Transcontinental supprime 300 postes au Québec
En vidéo 1, écoutez les explications de notre journaliste Carl Renaud.
En vidéo 2, écoutez les commentaires du professeur de finance à l'Université Concordia, Michel Magnan.
LA PRESSE CANADIENNE, ARGENT
Transcontinental annonce d'importantes mesures de rationalisation afin de faire face à la récession.
Ainsi, quelque 1500 postes sont abolis et d'importantes compressions des dépenses sont réalisées dans l'ensemble de l'entreprise, tant au Canada et aux États-Unis qu'au Mexique.
Au Quebec, 300 travailleurs seront touchés, mais on ignore encore à quels endroits. Transcontinental compte une quinzaine d'imprimeries dans la province.
Un représentant du syndicat des Teamsters, qui représente 500 salariés dans cinq usines de Montréal et Boucherville, a indiqué à Argent qu'aucune coupe n'était prévue à ces installations.
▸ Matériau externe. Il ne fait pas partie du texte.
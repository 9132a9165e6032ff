/// Hover reveal for the inline carousel controls

/// Pointer presence over one card's image region
#[derive(Debug, Clone, Copy, PartialEq, Eq, Default)]
pub enum HoverState {
    #[default]
    Idle,
    Hovered,
}

impl HoverState {
    pub fn pointer_entered(&mut self) {
        *self = HoverState::Hovered;
    }

    pub fn pointer_left(&mut self) {
        *self = HoverState::Idle;
    }

    /// Navigation buttons and dots are shown only while hovered
    pub fn reveals_controls(&self) -> bool {
        matches!(self, HoverState::Hovered)
    }
}

#[cfg(test)]
mod tests {
    use super::*;

    #[test]
    fn test_enter_and_leave() {
        let mut hover = HoverState::default();
        assert!(!hover.reveals_controls());

        hover.pointer_entered();
        assert_eq!(hover, HoverState::Hovered);
        assert!(hover.reveals_controls());

        hover.pointer_left();
        assert_eq!(hover, HoverState::Idle);
        assert!(!hover.reveals_controls());
    }

    #[test]
    fn test_repeated_events_are_idempotent() {
        let mut hover = HoverState::default();
        hover.pointer_entered();
        hover.pointer_entered();
        assert!(hover.reveals_controls());

        hover.pointer_left();
        hover.pointer_left();
        assert!(!hover.reveals_controls());
    }
}
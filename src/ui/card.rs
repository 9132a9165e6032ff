/// Card shell: text, links and tags around the gallery
use iced::widget::{button, column, container, image, mouse_area, row, text, Column, Row};
use iced::{mouse, Alignment, Element, Length, Pixels};
use iced_aw::Wrap;
use std::time::Instant;

use super::{carousel, strip, style, Layout};
use crate::state::card::{CardMessage, CardState};
use crate::state::data::{IconSource, LinkKind, Links, TechIcon};

const MAX_CARD_WIDTH: f32 = 960.0;
const ICON_SIZE: f32 = 18.0;

pub fn view(card: &CardState, layout: Layout, now: Instant) -> Element<'_, CardMessage> {
    let data = &card.data;

    let mut details = column![text(&data.title).size(24), made_with(&data.icons)]
        .spacing(12)
        .push(text(&data.description).size(15));

    if !data.features.is_empty() {
        details = details.push(features(&data.features));
    }
    details = details.push_maybe(links(&data.links));
    if !data.tags.is_empty() {
        details = details.push(tags(&data.tags));
    }

    let body: Element<'_, CardMessage> = match layout {
        Layout::Wide => row![
            details.width(Length::FillPortion(45)),
            container(carousel::inline(card, now)).width(Length::FillPortion(55)),
        ]
        .spacing(32)
        .align_y(Alignment::Center)
        .into(),
        Layout::Narrow => column![details, strip::view(card)].spacing(16).into(),
    };

    let shell = container(body)
        .padding(24)
        .width(Length::Fill)
        .max_width(MAX_CARD_WIDTH)
        .style(style::card);

    // Only the designated card doubles as a navigation link. Carousel
    // buttons capture their own presses, so they never reach this area.
    if card.is_link() {
        mouse_area(shell)
            .on_press(CardMessage::Activate)
            .interaction(mouse::Interaction::Pointer)
            .into()
    } else {
        shell.into()
    }
}

fn made_with(icons: &[TechIcon]) -> Element<'_, CardMessage> {
    let mut entries: Vec<Element<'_, CardMessage>> = vec![text("Made with:").size(14).into()];

    entries.extend(icons.iter().map(|icon| match &icon.source {
        IconSource::Image(path) => image(image::Handle::from_path(path))
            .width(Length::Fixed(ICON_SIZE))
            .height(Length::Fixed(ICON_SIZE))
            .into(),
        IconSource::Symbol(_) => container(text(icon.caption()).size(12))
            .padding([2, 8])
            .style(style::chip)
            .into(),
    }));

    Wrap::with_elements(entries)
        .spacing(Pixels(8.0))
        .line_spacing(Pixels(6.0))
        .into()
}

fn features(features: &[String]) -> Element<'_, CardMessage> {
    Column::with_children(features.iter().map(|feature| {
        row![text("•").size(14), text(feature).size(14)]
            .spacing(8)
            .into()
    }))
    .spacing(6)
    .into()
}

fn links(links: &Links) -> Option<Element<'_, CardMessage>> {
    let present = links.present();
    if present.is_empty() {
        return None;
    }

    let buttons = present.into_iter().map(|kind| {
        let (label, filled) = match kind {
            LinkKind::Live => ("↗ Live", true),
            LinkKind::Demo => ("▶ Demo", true),
            LinkKind::Source => ("GitHub", false),
        };

        let link = button(text(label).size(14))
            .on_press(CardMessage::OpenLink(kind))
            .padding([8, 16]);

        if filled {
            link.style(style::link_filled).into()
        } else {
            link.style(style::link_outlined).into()
        }
    });

    Some(Row::with_children(buttons).spacing(8).into())
}

fn tags(tags: &[String]) -> Element<'_, CardMessage> {
    let chips: Vec<Element<'_, CardMessage>> = tags
        .iter()
        .map(|tag| {
            container(text(tag).size(12))
                .padding([2, 10])
                .style(style::chip)
                .into()
        })
        .collect();

    Wrap::with_elements(chips)
        .spacing(Pixels(6.0))
        .line_spacing(Pixels(6.0))
        .into()
}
L'entreprise explique qu'au cours des dernières semaines, la dégradation rapide de l'économie a eu pour effet de réduire les investissements en communication et en marketing d'un bon nombre de clients de Transcontinental.
Par conséquent, des projets d'impression commerciale, de publipostage et de placements publicitaires dans les magazines ont été annulés ou reportés par ces entreprises qui subissent aussi l'effet de la récession.
François Olivier, président et chef de la direction de Transcontinental, assure que l'entreprise agit dans l'intérêt de l'ensemble de ses employés et de ses actionnaires. À son avis, à moyen terme, la mesure protégera sa santé financière.
Les 1500 employés touchés par ces coupures auront droit à des indemnités de départ et à des services de réaffectation professionnelle.
De plus, dans le cadre de ces mesures de rationalisation, l'ensemble du personnel de Transcontinental a aussi été mis à contribution. Ainsi, chaque poste budgétaire et chaque nouveau projet ont été revus et un gel d'embauches a été décrété. Des congés sans solde, des horaires de travail réduits et d'autres mesures ont aussi été instaurés.
Pour leur part, les cadres supérieurs de la société ont décidé de prendre deux semaines de congé sans solde mais de les travailler quand même.
Au total, ces mesures représentent des réductions de coûts de l'ordre de 75M$ sur une base annualisée, dont 50M$ dès 2009.